地元の大学に進んだ私は、幸運なことに高校の友達も多く一緒に進学しました。
ただ、同じ学科には高校の友達はいなくて、いつも一緒に行動するのは新しい友達でした。高校の友達も「友達の友達は皆友達」(懐かしい)式で、輪が広がっていきました。
となると、時には高校の友達と新しい友達が混ざることがあります。女子同士は男子には考えられない順応性があって、まるで前からの友達のようにおしゃべりします。

そんなある時、私と高校の友達1人と、新しい友3人で映画の話になり、その当時大ヒットしていた恋愛映画の感想をみんなで話していました。
「あの場面、やっぱり良かったよねー。私涙が止まらなかった。」
「うん、ほんと。感動したぁ...」
「私も泣けて泣けて。めちゃくちゃかっこいいよね」
「やっこちゃんも泣いたやろ?」
「私ね、みんなが感動して泣くって言ってたから、楽しみにして観てたんだけど、どこで泣いていいか分からないうちに、映画が終わっちゃった。
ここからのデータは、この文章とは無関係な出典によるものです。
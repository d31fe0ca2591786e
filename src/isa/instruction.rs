//! The decoded instruction record.
//!
//! An `Instruction` is immutable once decoded: it is created from the
//! submitted word list at simulation start and never mutated afterwards.
//! All field extraction is total; only the textual hex parse can fail.

use serde::Serialize;

use crate::isa::opcodes;

/// Coarse classification driving register usage and hazard timing.
#[derive(Debug, Clone, Copy, PartialEq, Eq, Serialize)]
pub enum InstructionClass {
    /// R-type register arithmetic (opcode 0).
    Arithmetic,
    /// I-type arithmetic with an immediate operand (`addi` .. `lui`).
    ImmArithmetic,
    /// Memory load (`lb` .. `lwr`).
    Load,
    /// Memory store (`sb` .. `sw`).
    Store,
    /// Conditional branch (`beq`, `bne`).
    Branch,
    /// Anything else. Flows through the pipeline with no register usage.
    Other,
}

/// One decoded 32-bit MIPS instruction word.
#[derive(Debug, Clone, PartialEq, Eq, Serialize)]
pub struct Instruction {
    /// Program-order index, 0-based.
    pub index: usize,
    /// Normalized word text: 8 lowercase hex digits, no prefix.
    pub raw_hex: String,
    /// The raw 32-bit word.
    pub word: u32,
    /// Bits 31..26.
    pub opcode: u8,
    /// Bits 25..21.
    pub rs: u8,
    /// Bits 20..16.
    pub rt: u8,
    /// Bits 15..11.
    pub rd: u8,
    /// Bits 10..6.
    pub shamt: u8,
    /// Bits 5..0.
    pub funct: u8,
    /// Bits 15..0, interpretation depends on class.
    pub immediate: u16,
}

impl Instruction {
    /// Extracts all fields from a raw word. Total.
    pub fn from_word(index: usize, word: u32) -> Self {
        Self {
            index,
            raw_hex: format!("{:08x}", word),
            word,
            opcode: ((word >> 26) & 0x3f) as u8,
            rs: ((word >> 21) & 0x1f) as u8,
            rt: ((word >> 16) & 0x1f) as u8,
            rd: ((word >> 11) & 0x1f) as u8,
            shamt: ((word >> 6) & 0x1f) as u8,
            funct: (word & 0x3f) as u8,
            immediate: (word & 0xffff) as u16,
        }
    }

    pub fn class(&self) -> InstructionClass {
        if self.opcode == opcodes::OP_RTYPE {
            InstructionClass::Arithmetic
        } else if opcodes::is_imm_arith_opcode(self.opcode) {
            InstructionClass::ImmArithmetic
        } else if opcodes::is_load_opcode(self.opcode) {
            InstructionClass::Load
        } else if opcodes::is_store_opcode(self.opcode) {
            InstructionClass::Store
        } else if opcodes::is_branch_opcode(self.opcode) {
            InstructionClass::Branch
        } else {
            InstructionClass::Other
        }
    }

    pub fn is_load(&self) -> bool {
        self.class() == InstructionClass::Load
    }

    pub fn is_store(&self) -> bool {
        self.class() == InstructionClass::Store
    }

    pub fn is_branch(&self) -> bool {
        self.class() == InstructionClass::Branch
    }

    /// The all-zero word, `sll $zero, $zero, 0`.
    pub fn is_nop(&self) -> bool {
        self.word == 0
    }

    /// Immediate with the class-appropriate extension applied.
    ///
    /// Loads, stores, branches, and the `addi`/`slti` family sign-extend;
    /// the logical immediates (`andi`, `ori`, `xori`) and `lui`
    /// zero-extend.
    pub fn imm_value(&self) -> i32 {
        let zero_extended = matches!(
            self.opcode,
            opcodes::OP_ANDI | opcodes::OP_ORI | opcodes::OP_XORI | opcodes::OP_LUI
        );
        if zero_extended {
            i32::from(self.immediate)
        } else {
            i32::from(self.immediate as i16)
        }
    }
}
//! Common types shared across the pipeline simulator.
//!
//! This module provides the error types surfaced by program validation
//! and decoding, plus the MIPS register naming table used by the
//! disassembler and hazard descriptions.

/// Error types for decoding and program validation.
pub mod error;

/// MIPS register index constants and ABI names.
pub mod reg;

pub use error::{DecodeError, ProgramError, ValidationError};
あはは」
「えー」

高校の友達のいずみと大学からバスで天神に着き、喫茶店に寄った時、
「やっこちゃん。あんな風に本音を言ったら、やっこちゃんが損するよ。大学の友達なんて通りすがりの人と同じなんだから。私達みたいにずっと前からやっこちゃんのことを知ってる高校の友達は、逆にやっこちゃんらしくて面白いねーって言って楽しくて笑うくらいだけど、あの人達はそうじゃないんだから。本音なんて言う必要ないから。」
「あっそうか。そう言えば、あの時笑ってたのいずみだけだったような。」
「ね、そうでしょ。」「うん、わかった。ありがとう。そうするね。」

what’s your name?

私がいずみのことを「いずみ」といつも呼んでるので、大学の友人が私に
「いずみちゃんの名字はなんていうと?」と尋ねました。
私は「泉よ」と。「だから名字はなんて?」「だから泉ってば。ねえ、いずみ?」
「そう、名字も泉」「そんなバカな。」「ほんとよ。泉いずみ。本人が言うんだたら、間違いないし。ねー」
「うん、私の名前そんなに変かいな」「........」

「たちこ」という高校の友達と一緒にいた時に、別の友人が
「たちこちゃんの名字はなんていうの?」「立花よ。」
「えーじゃあ、立花たちこ?うそやろ?」
「そんな、名前を嘘言うわけないし。ほんとよ。ねーたちこ?」
「うん。そう。私立花たちこ。そんな驚くほど私の名前って変?ショック!」「........」
こんな会話もその場で何気なくできてしまうのは、やっぱり10代から同じ時間を長く共有してきた友達だから。
果たして。この2人のほんとの名前は?

成績が良くなると....

私は多分多くの大学生とは逆行しているのではと思います。というのも今までの学校生活の中で、最も自ら進んで勉強したのは大学だったからです。なぜかと言えば、専攻したのがフランス語であったことが1番の理由です。
大学で1から、いいえ〇から始める勉強なので、落ちこぼれたら4年間が真っ暗になる。と危惧した私は、オリエンテーションで紹介された入門書を帰りに買い、すぐに勉強した甲斐あってすんなりフランス語に入ることができました。
そうすると、勉強が楽しくなり高校までの私とは別人のように、分厚い辞書を引くのが楽しくて。すると成績も自然と伸びていきました。
でも、成績が伸びるのと反比例して友人は離れて行きました。
「私たちとやっこちゃんのどこが違うと?」正直私にそう言われてもー。
やはり、いずみの言った「通りすがりの人達」だったのです。